◆ **Exercise requirements**
Below are some records; output all of them exactly.

◆ **Data for processing**
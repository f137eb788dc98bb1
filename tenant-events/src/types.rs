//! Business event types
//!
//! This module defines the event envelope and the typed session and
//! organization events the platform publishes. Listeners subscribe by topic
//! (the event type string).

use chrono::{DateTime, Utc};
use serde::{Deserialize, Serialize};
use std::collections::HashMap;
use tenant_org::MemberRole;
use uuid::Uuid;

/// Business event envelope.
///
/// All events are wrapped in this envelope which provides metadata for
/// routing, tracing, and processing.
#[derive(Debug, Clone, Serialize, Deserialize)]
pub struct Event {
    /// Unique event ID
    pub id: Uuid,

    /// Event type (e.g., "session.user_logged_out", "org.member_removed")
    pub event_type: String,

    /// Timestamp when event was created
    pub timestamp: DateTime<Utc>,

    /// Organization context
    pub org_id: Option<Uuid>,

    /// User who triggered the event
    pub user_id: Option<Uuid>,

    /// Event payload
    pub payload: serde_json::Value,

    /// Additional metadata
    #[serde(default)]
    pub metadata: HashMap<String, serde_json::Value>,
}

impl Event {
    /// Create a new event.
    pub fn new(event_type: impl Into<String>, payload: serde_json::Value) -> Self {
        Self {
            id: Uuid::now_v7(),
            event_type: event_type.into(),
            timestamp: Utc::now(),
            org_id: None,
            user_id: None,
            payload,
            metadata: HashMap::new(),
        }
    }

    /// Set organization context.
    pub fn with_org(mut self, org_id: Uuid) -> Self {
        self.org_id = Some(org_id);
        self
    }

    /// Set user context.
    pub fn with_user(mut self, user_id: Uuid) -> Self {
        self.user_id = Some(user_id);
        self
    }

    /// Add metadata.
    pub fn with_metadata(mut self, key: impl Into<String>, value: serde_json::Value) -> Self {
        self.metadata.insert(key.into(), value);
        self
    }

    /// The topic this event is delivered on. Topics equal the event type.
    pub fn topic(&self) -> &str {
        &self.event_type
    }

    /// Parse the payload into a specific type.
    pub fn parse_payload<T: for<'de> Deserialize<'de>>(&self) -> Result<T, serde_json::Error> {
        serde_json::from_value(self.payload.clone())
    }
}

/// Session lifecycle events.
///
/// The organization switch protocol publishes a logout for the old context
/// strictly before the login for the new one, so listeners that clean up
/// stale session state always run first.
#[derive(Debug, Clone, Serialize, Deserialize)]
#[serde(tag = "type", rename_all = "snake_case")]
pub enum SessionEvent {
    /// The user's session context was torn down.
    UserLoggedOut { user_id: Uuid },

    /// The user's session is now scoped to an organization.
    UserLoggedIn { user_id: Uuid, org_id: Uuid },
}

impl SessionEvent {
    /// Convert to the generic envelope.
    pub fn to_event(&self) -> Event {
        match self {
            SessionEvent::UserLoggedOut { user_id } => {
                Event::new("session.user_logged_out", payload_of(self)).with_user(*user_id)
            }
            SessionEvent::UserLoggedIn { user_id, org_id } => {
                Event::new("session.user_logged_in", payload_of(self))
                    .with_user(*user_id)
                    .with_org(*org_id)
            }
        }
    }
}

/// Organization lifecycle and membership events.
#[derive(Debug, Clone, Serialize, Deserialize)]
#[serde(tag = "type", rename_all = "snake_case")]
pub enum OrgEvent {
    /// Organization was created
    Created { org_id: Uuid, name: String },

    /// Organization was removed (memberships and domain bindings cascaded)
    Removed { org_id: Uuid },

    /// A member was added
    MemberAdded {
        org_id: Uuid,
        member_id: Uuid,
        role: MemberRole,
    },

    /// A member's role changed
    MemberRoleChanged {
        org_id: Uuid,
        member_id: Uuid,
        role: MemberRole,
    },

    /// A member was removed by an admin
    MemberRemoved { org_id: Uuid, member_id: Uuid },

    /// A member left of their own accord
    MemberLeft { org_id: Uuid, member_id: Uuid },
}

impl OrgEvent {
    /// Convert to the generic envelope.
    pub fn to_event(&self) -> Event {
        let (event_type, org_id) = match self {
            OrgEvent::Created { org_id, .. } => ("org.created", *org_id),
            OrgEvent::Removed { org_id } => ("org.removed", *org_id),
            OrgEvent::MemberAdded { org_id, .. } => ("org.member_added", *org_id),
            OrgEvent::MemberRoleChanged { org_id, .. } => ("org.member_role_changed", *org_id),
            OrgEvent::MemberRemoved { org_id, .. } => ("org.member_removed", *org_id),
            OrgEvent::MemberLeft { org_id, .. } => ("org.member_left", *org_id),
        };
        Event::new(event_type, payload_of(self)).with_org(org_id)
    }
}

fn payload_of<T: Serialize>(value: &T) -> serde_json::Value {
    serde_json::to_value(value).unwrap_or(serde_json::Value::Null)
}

◆ **Answer for this exercise**
repository f137eb788dc98bb1
filename tenant-events/src/types.rs
//! Business event types
//!
//! This module defines the event envelope and the typed session and
//! organization events the platform publishes. Listeners subscribe by topic
//! (the event type string).

use chrono::{DateTime, Utc};
use serde::{Deserialize, Serialize};
use std::collections::HashMap;
use tenant_org::MemberRole;
use uuid::Uuid;

/// Business event envelope.
///
/// All events are wrapped in this envelope which provides metadata for
/// routing, tracing, and processing.
#[derive(Debug, Clone, Serialize, Deserialize)]
pub struct Event {
    /// Unique event ID
    pub id: Uuid,

    /// Event type (e.g., "session.user_logged_out", "org.member_removed")
    pub event_type: String,

    /// Timestamp when event was created
    pub timestamp: DateTime<Utc>,

    /// Organization context
    pub org_id: Option<Uuid>,

    /// User who triggered the event
    pub user_id: Option<Uuid>,

    /// Event payload
    pub payload: serde_json::Value,

    /// Additional metadata
    #[serde(default)]
    pub metadata: HashMap<String, serde_json::Value>,
}

impl Event {
    /// Create a new event.
    pub fn new(event_type: impl Into<String>, payload: serde_json::Value) -> Self {
        Self {
            id: Uuid::now_v7(),
            event_type: event_type.into(),
            timestamp: Utc::now(),
            org_id: None,
            user_id: None,
            payload,
            metadata: HashMap::new(),
        }
    }

    /// Set organization context.
    pub fn with_org(mut self, org_id: Uuid) -> Self {
        self.org_id = Some(org_id);
        self
    }

    /// Set user context.
    pub fn with_user(mut self, user_id: Uuid) -> Self {
        self.user_id = Some(user_id);
        self
    }

    /// Add metadata.
    pub fn with_metadata(mut self, key: impl Into<String>, value: serde_json::Value) -> Self {
        self.metadata.insert(key.into(), value);
        self
    }

    /// The topic this event is delivered on. Topics equal the event type.
    pub fn topic(&self) -> &str {
        &self.event_type
    }

    /// Parse the payload into a specific type.
    pub fn parse_payload<T: for<'de> Deserialize<'de>>(&self) -> Result<T, serde_json::Error> {
        serde_json::from_value(self.payload.clone())
    }
}

/// Session lifecycle events.
///
/// The organization switch protocol publishes a logout for the old context
/// strictly before the login for the new one, so listeners that clean up
/// stale session state always run first.
#[derive(Debug, Clone, Serialize, Deserialize)]
#[serde(tag = "type", rename_all = "snake_case")]
pub enum SessionEvent {
    /// The user's session context was torn down.
    UserLoggedOut { user_id: Uuid },

    /// The user's session is now scoped to an organization.
    UserLoggedIn { user_id: Uuid, org_id: Uuid },
}

impl SessionEvent {
    /// Convert to the generic envelope.
    pub fn to_event(&self) -> Event {
        match self {
            SessionEvent::UserLoggedOut { user_id } => {
                Event::new("session.user_logged_out", payload_of(self)).with_user(*user_id)
            }
            SessionEvent::UserLoggedIn { user_id, org_id } => {
                Event::new("session.user_logged_in", payload_of(self))
                    .with_user(*user_id)
                    .with_org(*org_id)
            }
        }
    }
}

/// Organization lifecycle and membership events.
#[derive(Debug, Clone, Serialize, Deserialize)]
#[serde(tag = "type", rename_all = "snake_case")]
pub enum OrgEvent {
    /// Organization was created
    Created { org_id: Uuid, name: String },

    /// Organization was removed (memberships and domain bindings cascaded)
    Removed { org_id: Uuid },

    /// A member was added
    MemberAdded {
        org_id: Uuid,
        member_id: Uuid,
        role: MemberRole,
    },

    /// A member's role changed
    MemberRoleChanged {
        org_id: Uuid,
        member_id: Uuid,
        role: MemberRole,
    },

    /// A member was removed by an admin
    MemberRemoved { org_id: Uuid, member_id: Uuid },

    /// A member left of their own accord
    MemberLeft { org_id: Uuid, member_id: Uuid },
}

impl OrgEvent {
    /// Convert to the generic envelope.
    pub fn to_event(&self) -> Event {
        let (event_type, org_id) = match self {
            OrgEvent::Created { org_id, .. } => ("org.created", *org_id),
            OrgEvent::Removed { org_id } => ("org.removed", *org_id),
            OrgEvent::MemberAdded { org_id, .. } => ("org.member_added", *org_id),
            OrgEvent::MemberRoleChanged { org_id, .. } => ("org.member_role_changed", *org_id),
            OrgEvent::MemberRemoved { org_id, .. } => ("org.member_removed", *org_id),
            OrgEvent::MemberLeft { org_id, .. } => ("org.member_left", *org_id),
        };
        Event::new(event_type, payload_of(self)).with_org(org_id)
    }
}

fn payload_of<T: Serialize>(value: &T) -> serde_json::Value {
    serde_json::to_value(value).unwrap_or(serde_json::Value::Null)
}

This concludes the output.